↓

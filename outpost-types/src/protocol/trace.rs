use std::fmt;
use std::str;
use std::time::SystemTime;

use serde::{Deserialize, Serialize};

use super::{Map, Value};
use crate::utils::{ts_seconds_float, ts_seconds_float_opt};

macro_rules! hex_id {
    ($name:ident, $len:literal, $doc:literal) => {
        #[doc = $doc]
        #[derive(Serialize, Deserialize, Copy, Clone, Eq, PartialEq, Hash)]
        #[serde(try_from = "String", into = "String")]
        pub struct $name([u8; $len]);

        impl Default for $name {
            fn default() -> Self {
                Self(rand::random())
            }
        }

        impl $name {
            /// Creates an id from its raw bytes.
            pub const fn from_bytes(bytes: [u8; $len]) -> Self {
                Self(bytes)
            }
        }

        impl fmt::Display for $name {
            fn fmt(&self, fmt: &mut fmt::Formatter) -> fmt::Result {
                write!(fmt, "{}", hex::encode(self.0))
            }
        }

        impl fmt::Debug for $name {
            fn fmt(&self, fmt: &mut fmt::Formatter) -> fmt::Result {
                write!(fmt, "{}({})", stringify!($name), self)
            }
        }

        impl From<$name> for String {
            fn from(id: $name) -> Self {
                id.to_string()
            }
        }

        impl str::FromStr for $name {
            type Err = hex::FromHexError;

            fn from_str(input: &str) -> Result<Self, Self::Err> {
                let mut buf = [0; $len];
                hex::decode_to_slice(input, &mut buf)?;
                Ok(Self(buf))
            }
        }

        impl TryFrom<String> for $name {
            type Error = hex::FromHexError;

            fn try_from(value: String) -> Result<Self, Self::Error> {
                value.parse()
            }
        }
    };
}

hex_id!(TraceId, 16, "A 16 byte trace id, written as 32 hex digits.");
hex_id!(SpanId, 8, "An 8 byte span id, written as 16 hex digits.");

/// Outcome of a span, modelled on gRPC status codes.
#[derive(Serialize, Deserialize, Debug, Copy, Clone, PartialEq, Eq, Hash)]
#[serde(rename_all = "snake_case")]
#[non_exhaustive]
pub enum SpanStatus {
    /// Success.
    Ok,
    /// Timed out.
    DeadlineExceeded,
    /// 401 Unauthorized.
    Unauthenticated,
    /// 403 Forbidden.
    PermissionDenied,
    /// 404 Not Found.
    NotFound,
    /// 429 Too Many Requests.
    ResourceExhausted,
    /// Client specified an invalid argument.
    InvalidArgument,
    /// 501 Not Implemented.
    Unimplemented,
    /// 503 Service Unavailable.
    Unavailable,
    /// Other/generic 5xx.
    InternalError,
    /// Any non-standard status.
    #[serde(rename = "unknown_error")]
    Unknown,
    /// Cancelled by the caller.
    Cancelled,
    /// Already exists (409).
    AlreadyExists,
    /// The system is not in a state required for the operation.
    FailedPrecondition,
    /// Aborted, e.g. by a conflicting transaction.
    Aborted,
    /// Out of the valid range.
    OutOfRange,
    /// Unrecoverable data loss or corruption.
    DataLoss,
}

/// The `trace` context attached to events and transactions.
#[derive(Serialize, Deserialize, Debug, Clone, Default, PartialEq)]
pub struct TraceContext {
    /// Span the event happened in.
    #[serde(default)]
    pub span_id: SpanId,
    /// Trace the event belongs to.
    #[serde(default)]
    pub trace_id: TraceId,
    /// Parent span, for continued traces.
    #[serde(default, skip_serializing_if = "Option::is_none")]
    pub parent_span_id: Option<SpanId>,
    /// Operation of the span, such as `http.server`.
    #[serde(default, skip_serializing_if = "Option::is_none")]
    pub op: Option<String>,
    /// Free-form description.
    #[serde(default, skip_serializing_if = "Option::is_none")]
    pub description: Option<String>,
    /// Final status of the span.
    #[serde(default, skip_serializing_if = "Option::is_none")]
    pub status: Option<SpanStatus>,
    /// Arbitrary data attached to the span.
    #[serde(default, skip_serializing_if = "Map::is_empty")]
    pub data: Map<String, Value>,
    /// The sampling decision of the trace. Never sent over the wire.
    #[serde(skip)]
    pub sampled: Option<bool>,
}

/// A finished child span as it appears in a transaction event.
#[derive(Serialize, Deserialize, Debug, Clone, PartialEq)]
pub struct Span {
    /// Id of this span.
    #[serde(default)]
    pub span_id: SpanId,
    /// Trace shared by the whole span tree.
    #[serde(default)]
    pub trace_id: TraceId,
    /// Span this one was started from.
    #[serde(default, skip_serializing_if = "Option::is_none")]
    pub parent_span_id: Option<SpanId>,
    /// Operation the span measures, such as `db.query`.
    #[serde(default, skip_serializing_if = "Option::is_none")]
    pub op: Option<String>,
    /// Longer description of the span's operation.
    #[serde(default, skip_serializing_if = "Option::is_none")]
    pub description: Option<String>,
    /// End time, set by [`Span::finish`].
    #[serde(
        default,
        skip_serializing_if = "Option::is_none",
        with = "ts_seconds_float_opt"
    )]
    pub timestamp: Option<SystemTime>,
    /// Start time.
    #[serde(default = "SystemTime::now", with = "ts_seconds_float")]
    pub start_timestamp: SystemTime,
    /// Final status of the span.
    #[serde(default, skip_serializing_if = "Option::is_none")]
    pub status: Option<SpanStatus>,
    /// Span tags.
    #[serde(default, skip_serializing_if = "Map::is_empty")]
    pub tags: Map<String, String>,
    /// Structured span data.
    #[serde(default, skip_serializing_if = "Map::is_empty")]
    pub data: Map<String, Value>,
}

impl Default for Span {
    fn default() -> Self {
        Span {
            span_id: SpanId::default(),
            trace_id: TraceId::default(),
            parent_span_id: None,
            op: None,
            description: None,
            timestamp: None,
            start_timestamp: SystemTime::now(),
            status: None,
            tags: Map::new(),
            data: Map::new(),
        }
    }
}

impl Span {
    /// Stamps the end time.
    pub fn finish(&mut self) {
        self.timestamp = Some(SystemTime::now());
    }
}

#[cfg(test)]
mod tests {
    use super::*;

    #[test]
    fn test_trace_id_hex() {
        let id: TraceId = "09e04486820349518ac7b5d2adbf6ba5".parse().unwrap();
        assert_eq!(id.to_string(), "09e04486820349518ac7b5d2adbf6ba5");
        assert!("09e0".parse::<TraceId>().is_err());

        let span_id = SpanId::from_bytes([0, 1, 2, 3, 4, 5, 6, 7]);
        assert_eq!(
            serde_json::to_string(&span_id).unwrap(),
            "\"0001020304050607\""
        );
    }

    #[test]
    fn test_sampled_flag_is_not_serialized() {
        let ctx = TraceContext {
            sampled: Some(true),
            ..Default::default()
        };
        let json = serde_json::to_value(&ctx).unwrap();
        assert!(json.get("sampled").is_none());
        assert!(json.get("trace_id").is_some());
    }
}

↑

• **What the exercise asks**: When a line in the material above includes the word "such", copy that line.

• **Written response**:
    /// Operation of the span, such as `http.server`.
    /// Operation the span measures, such as `db.query`.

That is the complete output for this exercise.